The main issue at Monday’s BOZA meeting is the government mandated “revocation hearing” to determine if Swift’s Conditional Use Permit allowing the company to operate at its current site will be rescinded. The likelihood, however, that BOZA will shut down a company that employs around 1300 workers is very slim.

Also at stake is Swift’s ability to use a storage lot a few blocks from the main plant on Cabel Street. It currently leases the land from Metro Louisville. Butchertown residents had complained in the past that refrigerated diesel trucks were idling around the clock and suspected that they contained meat fresh from slaughter due to pungent odors, which would require another conditional use permit.

Storing Meat On Cabel Street

Butchertown and the City went back and forth over semantics for a while about the storage issue. It is legal to store “product” but not “meat.” That’s an important distinction as grocery stores and others store packaged meat “product” in trucks before it goes to market. Salomon released a letter on November 10 that indicates the neighborhood has documented workers spraying blood from the truck beds in the middle of the night which would indicate the stored materials were not a finished product.

While the storage issue may seem minor compared to the possibility of shutting the entire plant down, it does have long-term consequences for operating such a large industrial facility in the middle of the urban core of a major city. Butchertown Neighborhood Association president Andy Cornelius pointed out that the plant is currently landlocked and has nowhere to expand their facility, including storage.

Mostly located on about 10 acres between Story Avenue and Main/Mellwood (excluding adjacent parking), there is little room for the company to expand and a production ceiling of slaughtering 10,600 pigs per day was already imposed by BOZA in September. This land crunch is why the company has been using about 10 acres of city land for storage. Jon Salomon calls the arrangement a “sweetheart deal” for JBS Swift as it only pays around $4,000 per year for the property. JBS Swift representatives earlier denied rumors that the company was considering a large expansion for its Louisville facility.

JBS Swift Workers Get Involved

In preparation for Monday’s BOZA meeting, workers from the JBS Swift plant have been distributing defamatory fliers about Butchertown residents and attorney Jon Salomon. On Sunday, workers marched through the neighborhood to show support for their jobs and JBS Swift. Many fear for their jobs if Swift’s conditional use permit is revoked.

It has been clear from the beginning of this ordeal that Salomon and Butchertown support the preservation of the jobs at JBS Swift. Salomon says the fliers are especially painful to him as he has repeatedly represented the interests of union workers and families throughout his career.
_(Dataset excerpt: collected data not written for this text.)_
//! # mipcache-core
//!
//! Storage-type layer for the mipcache texture engine.
//!
//! - [`DataFormat`], [`ChannelLayout`] - runtime description of channel storage
//! - [`PixelFormat`] - compile-time storage capability (u8, u16, u32, f16, f32)
//! - [`Support`] - half-open pixel box used as a filter support
//! - [`Error`], [`Result`] - buffer contract violations
//!
//! ## Crate Structure
//!
//! ```text
//! mipcache-core (this crate)
//!    ^
//!    |
//!    +-- mipcache (buffers, tiles, mip levels, samplers)
//! ```

#![warn(missing_docs)]
#![warn(rustdoc::missing_crate_level_docs)]

pub mod error;
pub mod format;
pub mod pixel;
pub mod rect;

pub use error::{Error, Result};
pub use format::{ChannelLayout, DataFormat};
pub use pixel::{decode_le, encode_le, FloatFormat, PixelFormat};
pub use rect::Support;

/// Re-export of the half-precision float type.
pub use half::f16;
//! Lookup footprints and their raster-space parallelogram.
//!
//! Callers describe a lookup by the four corners of the area being shaded,
//! mapped into texture space: a [`SampleQuad`] of `(s, t)` coordinates for
//! plain and shadow lookups, a [`DirectionQuad`] for environment lookups.
//! The samplers reduce a quad to a [`Parallelogram`]
//!
//! ```text
//!   v1 ────────── v2          centre c, half-axes a and b:
//!    │            │             p(u, v) = c + u a + v b,  u, v in [-1, 1]
//!    │     c ──a─►│
//!    │     │      │
//!    │     b      │
//!   v3 ────▼───── v4
//! ```
//!
//! and filter over its bounding support in raster space.

use mipcache_core::Support;

/// Quad in texture coordinates.
///
/// Corners are ordered top-left, top-right, bottom-left, bottom-right in
/// the surface parameterization.
#[derive(Debug, Clone, Copy, PartialEq, Default)]
pub struct SampleQuad {
    /// Top-left corner.
    pub v1: [f32; 2],
    /// Top-right corner.
    pub v2: [f32; 2],
    /// Bottom-left corner.
    pub v3: [f32; 2],
    /// Bottom-right corner.
    pub v4: [f32; 2],
}

impl SampleQuad {
    /// Creates a quad from its corners.
    pub const fn new(v1: [f32; 2], v2: [f32; 2], v3: [f32; 2], v4: [f32; 2]) -> Self {
        Self { v1, v2, v3, v4 }
    }

    /// Axis-aligned quad `[s0, s1] x [t0, t1]`.
    pub const fn rect(s0: f32, t0: f32, s1: f32, t1: f32) -> Self {
        Self::new([s0, t0], [s1, t0], [s0, t1], [s1, t1])
    }

    /// Square of side `width` centred on `(s, t)`.
    pub fn point(s: f32, t: f32, width: f32) -> Self {
        let h = 0.5 * width;
        Self::rect(s - h, t - h, s + h, t + h)
    }

    /// Corners in declaration order.
    pub fn corners(&self) -> [[f32; 2]; 4] {
        [self.v1, self.v2, self.v3, self.v4]
    }
}

/// Shadow lookup: a quad in shadow-map texture coordinates plus the
/// receiver's depth at each corner, in the units stored by the map.
#[derive(Debug, Clone, Copy, PartialEq, Default)]
pub struct ShadowQuad {
    /// Footprint in shadow-map texture coordinates.
    pub quad: SampleQuad,
    /// Receiver depth at `v1..v4`.
    pub depths: [f32; 4],
}

impl ShadowQuad {
    /// Quad with one receiver depth everywhere.
    pub fn flat(quad: SampleQuad, depth: f32) -> Self {
        Self {
            quad,
            depths: [depth; 4],
        }
    }

    /// Receiver depth as `(centre, along a, along b)`, matching the
    /// parameterization of [`Parallelogram::from_quad`].
    pub fn depth_gradient(&self) -> (f32, f32, f32) {
        let [d1, d2, d3, d4] = self.depths;
        (
            0.25 * (d1 + d2 + d3 + d4),
            0.25 * ((d2 - d1) + (d4 - d3)),
            0.25 * ((d3 - d1) + (d4 - d2)),
        )
    }
}

/// Environment lookup: four directions bounding the cone being filtered.
/// Directions need not be normalized.
#[derive(Debug, Clone, Copy, PartialEq, Default)]
pub struct DirectionQuad {
    /// Top-left direction.
    pub v1: [f32; 3],
    /// Top-right direction.
    pub v2: [f32; 3],
    /// Bottom-left direction.
    pub v3: [f32; 3],
    /// Bottom-right direction.
    pub v4: [f32; 3],
}

impl DirectionQuad {
    /// Creates a quad from its corner directions.
    pub const fn new(v1: [f32; 3], v2: [f32; 3], v3: [f32; 3], v4: [f32; 3]) -> Self {
        Self { v1, v2, v3, v4 }
    }

    /// Cone of half-angle roughly `spread` radians around `dir`.
    pub fn around(dir: [f32; 3], spread: f32) -> Self {
        let d = normalize(dir);
        let helper = if d[1].abs() < 0.9 { [0.0, 1.0, 0.0] } else { [1.0, 0.0, 0.0] };
        let right = normalize(cross(helper, d));
        let up = cross(d, right);
        let k = spread.tan();
        let corner = |su: f32, sv: f32| {
            [
                d[0] + k * (su * right[0] + sv * up[0]),
                d[1] + k * (su * right[1] + sv * up[1]),
                d[2] + k * (su * right[2] + sv * up[2]),
            ]
        };
        Self::new(corner(-1.0, 1.0), corner(1.0, 1.0), corner(-1.0, -1.0), corner(1.0, -1.0))
    }

    /// Corners in declaration order.
    pub fn corners(&self) -> [[f32; 3]; 4] {
        [self.v1, self.v2, self.v3, self.v4]
    }

    /// Normalized mean of the normalized corner directions.
    pub fn centre(&self) -> [f32; 3] {
        let mut sum = [0.0f32; 3];
        for c in self.corners() {
            let n = normalize(c);
            for i in 0..3 {
                sum[i] += n[i];
            }
        }
        normalize(sum)
    }
}

pub(crate) fn normalize(v: [f32; 3]) -> [f32; 3] {
    let len = (v[0] * v[0] + v[1] * v[1] + v[2] * v[2]).sqrt();
    if len < 1e-20 {
        [0.0, 0.0, 1.0]
    } else {
        [v[0] / len, v[1] / len, v[2] / len]
    }
}

fn cross(a: [f32; 3], b: [f32; 3]) -> [f32; 3] {
    [a[1] * b[2] - a[2] * b[1], a[2] * b[0] - a[0] * b[2], a[0] * b[1] - a[1] * b[0]]
}

#[inline]
fn len2(v: [f32; 2]) -> f32 {
    (v[0] * v[0] + v[1] * v[1]).sqrt()
}

/// Parallelogram `c + u a + v b`, `u, v in [-1, 1]`.
#[derive(Debug, Clone, Copy, PartialEq)]
pub struct Parallelogram {
    /// Centre.
    pub centre: [f32; 2],
    /// First half-axis, along the quad's top edge.
    pub a: [f32; 2],
    /// Second half-axis, along the quad's left edge.
    pub b: [f32; 2],
}

impl Parallelogram {
    /// Best-fit parallelogram of a quad: centre at the corner mean, axes
    /// half of the averaged opposite edges.
    pub fn from_quad(q: &SampleQuad) -> Self {
        let [v1, v2, v3, v4] = q.corners();
        let mut centre = [0.0f32; 2];
        let mut a = [0.0f32; 2];
        let mut b = [0.0f32; 2];
        for i in 0..2 {
            centre[i] = 0.25 * (v1[i] + v2[i] + v3[i] + v4[i]);
            a[i] = 0.25 * ((v2[i] - v1[i]) + (v4[i] - v3[i]));
            b[i] = 0.25 * ((v3[i] - v1[i]) + (v4[i] - v2[i]));
        }
        Self { centre, a, b }
    }

    /// Maps texture coordinates to the raster of a `width x height` image,
    /// where pixel centres sit at integer positions: `x = s * width - 0.5`.
    pub fn to_raster(&self, width: u32, height: u32) -> Self {
        let (w, h) = (width as f32, height as f32);
        Self {
            centre: [self.centre[0] * w - 0.5, self.centre[1] * h - 0.5],
            a: [self.a[0] * w, self.a[1] * h],
            b: [self.b[0] * w, self.b[1] * h],
        }
    }

    /// Moves the centre by whole periods into `[0, period)` on each axis
    /// that has one. Axes are unchanged.
    pub fn reduce_periods(&self, period_x: Option<f32>, period_y: Option<f32>) -> Self {
        let reduce = |c: f32, period: Option<f32>| match period {
            Some(p) if p > 0.0 && c.is_finite() => c.rem_euclid(p),
            _ => c,
        };
        Self {
            centre: [reduce(self.centre[0], period_x), reduce(self.centre[1], period_y)],
            ..*self
        }
    }

    /// Applies a per-axis scale and offset.
    pub fn scale_offset(&self, x_scale: f32, x_offset: f32, y_scale: f32, y_offset: f32) -> Self {
        Self {
            centre: [self.centre[0] * x_scale + x_offset, self.centre[1] * y_scale + y_offset],
            a: [self.a[0] * x_scale, self.a[1] * y_scale],
            b: [self.b[0] * x_scale, self.b[1] * y_scale],
        }
    }

    /// Scales the axes by the width multipliers, then grows them by
    /// `blur_a` and `blur_b` raster units.
    pub fn widen(&self, s_width: f32, t_width: f32, blur_a: f32, blur_b: f32) -> Self {
        let grow = |v: [f32; 2], mult: f32, extra: f32, fallback: [f32; 2]| {
            let v = [v[0] * mult, v[1] * mult];
            let len = len2(v);
            if extra <= 0.0 {
                v
            } else if len > 0.0 {
                let k = (len + extra) / len;
                [v[0] * k, v[1] * k]
            } else {
                [fallback[0] * extra, fallback[1] * extra]
            }
        };
        Self {
            centre: self.centre,
            a: grow(self.a, s_width, blur_a, [1.0, 0.0]),
            b: grow(self.b, t_width, blur_b, [0.0, 1.0]),
        }
    }

    /// Signed area factor `a x b`.
    #[inline]
    pub fn det(&self) -> f32 {
        self.a[0] * self.b[1] - self.a[1] * self.b[0]
    }

    /// Full length of the longer axis.
    pub fn major_width(&self) -> f32 {
        2.0 * len2(self.a).max(len2(self.b))
    }

    /// Full width across the longer axis.
    pub fn minor_width(&self) -> f32 {
        let major = len2(self.a).max(len2(self.b));
        if major == 0.0 { 0.0 } else { 2.0 * self.det().abs() / major }
    }

    /// Grows a thin or degenerate parallelogram so that its minor width is
    /// at least `2 * radius`, keeping the major axis.
    pub fn with_min_radius(&self, radius: f32) -> Self {
        let la = len2(self.a);
        let lb = len2(self.b);
        if la.max(lb) < radius {
            let ka = if la > 0.0 { radius / la } else { 0.0 };
            let kb = if lb > 0.0 { radius / lb } else { 0.0 };
            let a = if la > 0.0 { [self.a[0] * ka, self.a[1] * ka] } else { [radius, 0.0] };
            let b = if lb > 0.0 { [self.b[0] * kb, self.b[1] * kb] } else { [0.0, radius] };
            let grown = Self { centre: self.centre, a, b };
            if grown.minor_width() >= 2.0 * radius * 0.999 {
                return grown;
            }
            return Self {
                centre: self.centre,
                a: [radius, 0.0],
                b: [0.0, radius],
            };
        }

        let half_minor = 0.5 * self.minor_width();
        if half_minor >= radius {
            return *self;
        }
        let det = self.det();
        let sign = if det < 0.0 { -1.0 } else { 1.0 };
        let mut out = *self;
        if la >= lb {
            let k = sign * (radius - half_minor);
            out.b = [self.b[0] - self.a[1] / la * k, self.b[1] + self.a[0] / la * k];
        } else {
            let k = -sign * (radius - half_minor);
            out.a = [self.a[0] - self.b[1] / lb * k, self.a[1] + self.b[0] / lb * k];
        }
        out
    }

    /// Pixels whose centres lie inside the axis-aligned bounding box.
    pub fn bounding_support(&self) -> Support {
        let ex = self.a[0].abs() + self.b[0].abs();
        let ey = self.a[1].abs() + self.b[1].abs();
        Support::covering(
            self.centre[0] - ex,
            self.centre[0] + ex,
            self.centre[1] - ey,
            self.centre[1] + ey,
        )
    }
}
Clearly no one in his or her right mind would wish the loss of such lucrative jobs in Louisville; the issue is about land use and a changing, dynamic city. Think relocation not loss.

The Ville-Voice reported on the fliers Friday that allege Salomon and the neighborhood are recklessly trying to destroy Swift jobs by running the company out of Louisville. Included in the material are references that the “greedy” neighborhood is out to get the workers who don’t fit into the “economic agenda” of a privileged few. There’s a failure to distinguish between the neighborhood’s opposition to a large, incompatible use and the jobs associated with it.

However, the workers’ concerns shouldn’t be dismissed out of hand.  In light of the company’s decisions that created the current situation of uncertainty, it’s completely understandable the employees want to know what the future of their jobs may be.  Jon Salomon says JBS Swift is solely in charge of the future of these jobs, “If we want to get serious about [job] security, let’s get serious about compliance” with the conditional use permit. Monday’s revocation hearing that could potentially shutter the factory is the making of the company itself.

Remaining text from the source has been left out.